Saturday, October 5, 2019

Exodus 21:7-13 Is Not about Divorce

Many advocates of divorce via abandonment attempt to argue from Exodus 21:7-13 that God commands divorce in the case of abandonment. Here we have another casuistic law, of course, that seeks to do damage control for the victim. However, what is being commanded has nothing to do with divorce. This text is simply being misread.

“If a man sells his daughter as a female servant, she will not go out as the male servants do. If she does not please her master, who has designated her for himself, then he must let her be redeemed. He has no right to sell her to a foreign nation, because he has dealt deceitfully with her. If he designated her for his son, then he will deal with her according to the customary rights of daughters. If he takes another wife, he must not diminish the first one’s food, her clothing, or her marital rights. If he does not provide her with these three things, then she will go out free, without paying money."

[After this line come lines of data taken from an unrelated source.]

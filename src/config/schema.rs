//! Configuration schema for `bolt.toml`.
//!
//! Every section and field is optional; an empty file is a valid
//! configuration equal to [`Config::default`].
//!
//! ```text
//! Config (root)
//! ├── RunConfig        - Which reporter, how to invoke go test
//! ├── ReportConfig     - Coverage and slowest-test views, JUnit, post-run hook
//! ├── ProgressConfig   - Symbols printed per finished test
//! └── PatternsConfig   - Source file extension in file:line references
//! ```

use std::path::PathBuf;
use std::str::FromStr;
use std::time::Duration;

use serde::{Deserialize, Serialize};

use crate::aggregation::ViewSettings;

/// Root configuration structure.
///
/// # Example
///
/// ```
/// use bolt::config::{Config, ReporterKind};
///
/// let config: Config = toml::from_str(r#"
///     [run]
///     reporter = "json"
///
///     [report]
///     slowest_count = 3
/// "#).unwrap();
///
/// assert_eq!(config.run.reporter, ReporterKind::Json);
/// assert_eq!(config.report.slowest_count, 3);
/// assert_eq!(config.report.coverage_count, 10);
/// ```
#[derive(Debug, Clone, Default, PartialEq, Deserialize, Serialize)]
#[serde(deny_unknown_fields)]
pub struct Config {
    #[serde(default)]
    pub run: RunConfig,

    #[serde(default)]
    pub report: ReportConfig,

    #[serde(default)]
    pub progress: ProgressConfig,

    #[serde(default)]
    pub patterns: PatternsConfig,
}

/// Output style selected with `run.reporter` or `--reporter`.
#[derive(Debug, Clone, Copy, Default, PartialEq, Eq, Deserialize, Serialize)]
#[serde(rename_all = "lowercase")]
pub enum ReporterKind {
    #[default]
    Progress,
    Json,
    Standard,
    Junit,
}

impl FromStr for ReporterKind {
    type Err = String;

    fn from_str(s: &str) -> Result<Self, Self::Err> {
        match s.to_ascii_lowercase().as_str() {
            "progress" => Ok(ReporterKind::Progress),
            "json" => Ok(ReporterKind::Json),
            "standard" => Ok(ReporterKind::Standard),
            "junit" => Ok(ReporterKind::Junit),
            other => Err(format!(
                "unknown reporter '{}' (expected progress, json, standard or junit)",
                other
            )),
        }
    }
}

/// How `go test` is invoked.
///
/// # Defaults
///
/// | Field | Default |
/// |-------|---------|
/// | `reporter` | `"progress"` |
/// | `compat` | `false` |
/// | `raw` | `false` |
/// | `go_test_args` | `[]` |
/// | `go_binary` | `"go"` |
#[derive(Debug, Clone, PartialEq, Deserialize, Serialize)]
#[serde(deny_unknown_fields)]
pub struct RunConfig {
    #[serde(default)]
    pub reporter: ReporterKind,

    /// Don't pass `-fullpath` (Go older than 1.21).
    #[serde(default)]
    pub compat: bool,

    /// Don't add `-cover` and `-fullpath`; `-json` is always passed.
    #[serde(default)]
    pub raw: bool,

    /// Arguments appended to every `go test` invocation.
    ///
    /// Either a list or a single shell-quoted string.
    #[serde(default)]
    pub go_test_args: GoTestArgs,

    #[serde(default = "default_go_binary")]
    pub go_binary: String,
}

impl Default for RunConfig {
    fn default() -> Self {
        Self {
            reporter: ReporterKind::default(),
            compat: false,
            raw: false,
            go_test_args: GoTestArgs::default(),
            go_binary: default_go_binary(),
        }
    }
}

fn default_go_binary() -> String {
    "go".to_string()
}

/// `go_test_args` as written in the file.
#[derive(Debug, Clone, PartialEq, Deserialize, Serialize)]
#[serde(untagged)]
pub enum GoTestArgs {
    List(Vec<String>),
    Line(String),
}

impl Default for GoTestArgs {
    fn default() -> Self {
        GoTestArgs::List(Vec::new())
    }
}

impl GoTestArgs {
    /// Splits the arguments the way a POSIX shell would.
    pub fn to_vec(&self) -> Result<Vec<String>, shell_words::ParseError> {
        match self {
            GoTestArgs::List(args) => Ok(args.clone()),
            GoTestArgs::Line(line) => shell_words::split(line),
        }
    }
}

/// Views shown once the run finishes.
///
/// # Defaults
///
/// | Field | Default |
/// |-------|---------|
/// | `coverage_threshold` | `100.0` |
/// | `coverage_count` | `10` |
/// | `slowest_threshold_ms` | `1000` |
/// | `slowest_count` | `10` |
/// | `hide_coverage` | `false` |
/// | `hide_slowest` | `false` |
/// | `junit_file` | none |
/// | `post_run_command` | none |
#[derive(Debug, Clone, PartialEq, Deserialize, Serialize)]
#[serde(deny_unknown_fields)]
pub struct ReportConfig {
    /// Packages with coverage strictly below this are listed.
    #[serde(default = "default_coverage_threshold")]
    pub coverage_threshold: f64,

    #[serde(default = "default_count")]
    pub coverage_count: usize,

    /// Tests strictly slower than this many milliseconds are listed.
    #[serde(default = "default_slowest_threshold_ms")]
    pub slowest_threshold_ms: u64,

    #[serde(default = "default_count")]
    pub slowest_count: usize,

    #[serde(default)]
    pub hide_coverage: bool,

    #[serde(default)]
    pub hide_slowest: bool,

    /// Also write a JUnit XML report here.
    pub junit_file: Option<PathBuf>,

    /// Shell command run after the stream finishes.
    pub post_run_command: Option<String>,
}

impl Default for ReportConfig {
    fn default() -> Self {
        Self {
            coverage_threshold: default_coverage_threshold(),
            coverage_count: default_count(),
            slowest_threshold_ms: default_slowest_threshold_ms(),
            slowest_count: default_count(),
            hide_coverage: false,
            hide_slowest: false,
            junit_file: None,
            post_run_command: None,
        }
    }
}

impl ReportConfig {
    pub fn slowest_threshold(&self) -> Duration {
        Duration::from_millis(self.slowest_threshold_ms)
    }

    pub fn view_settings(&self) -> ViewSettings {
        ViewSettings {
            coverage_threshold: self.coverage_threshold,
            coverage_count: self.coverage_count,
            slowest_threshold: self.slowest_threshold(),
            slowest_count: self.slowest_count,
        }
    }
}

fn default_coverage_threshold() -> f64 {
    100.0
}

fn default_count() -> usize {
    10
}

fn default_slowest_threshold_ms() -> u64 {
    1000
}

/// Symbols the progress reporter prints per finished test.
#[derive(Debug, Clone, PartialEq, Eq, Deserialize, Serialize)]
#[serde(deny_unknown_fields)]
pub struct ProgressConfig {
    #[serde(default = "default_pass_symbol")]
    pub pass_symbol: String,

    #[serde(default = "default_fail_symbol")]
    pub fail_symbol: String,

    #[serde(default = "default_skip_symbol")]
    pub skip_symbol: String,
}

impl Default for ProgressConfig {
    fn default() -> Self {
        Self {
            pass_symbol: default_pass_symbol(),
            fail_symbol: default_fail_symbol(),
            skip_symbol: default_skip_symbol(),
        }
    }
}

fn default_pass_symbol() -> String {
    ".".to_string()
}

fn default_fail_symbol() -> String {
    "F".to_string()
}

fn default_skip_symbol() -> String {
    "S".to_string()
}

#[derive(Debug, Clone, PartialEq, Eq, Deserialize, Serialize)]
#[serde(deny_unknown_fields)]
pub struct PatternsConfig {
    /// Extension of source files in `file:line` references.
    #[serde(default = "default_source_extension")]
    pub source_extension: String,
}

impl Default for PatternsConfig {
    fn default() -> Self {
        Self {
            source_extension: default_source_extension(),
        }
    }
}

fn default_source_extension() -> String {
    "go".to_string()
}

First, even if one granted that this was telling a slave girl she could divorce her master husband (something not permitted in Israelite law), this text says nothing about remarriage. Second to this, however, the law does not prescribe divorce at all. In fact, it condemns it with a punishment.

These are actually a series of laws that deal with what to do with a slave girl in various situations. The first law is that if her master is not pleased with her, he must allow her to be redeemed (presumably by her father) instead of selling her to someone else.

The second law has to do with how he must treat her if he gives her to his son. 

The third law, and the one taken out of context by divorce adovocates, is that if he takes away her food, clothing, and marital rights, she is to be set free without owing anymore debt or without needing to pay any money for the price of a slave.

In other words, the man has done a wicked thing in the protasis (we might call this the "clause of injustice"), where a crime is being committed against an individual, people, or land. He has essentially divorced his wife, but now wants to keep her in his household as a slave still, since she was originally his slave girl. God does not permit this. If he has divorced/abandoned her in terms of the marriage, then he has no more rights over her as a slave master. She is no longer a slave and is free to go.

In other words, the command is that she is free in terms of being a slave. The wicked man has already divorced her. This is not a command for her to divorce him (that's not even a possibility in Israelite law). It is a command that she is to be set free from slavery if he has abandoned their marriage, which is what those three things that she is being deprived of describe.

There is no comment that his divorcing her is acceptable. Everything in the text indicates that it is not. Hence, ironically, this law protects the once slave-girl, now wife, from divorce, and punishes divorce by causing the master to lose his slave as well. 

Either way, this is a slavery law concerning what to do with a slave girl in the case that she is married and then divorced by a man who still wants to keep her as his slave. He can't.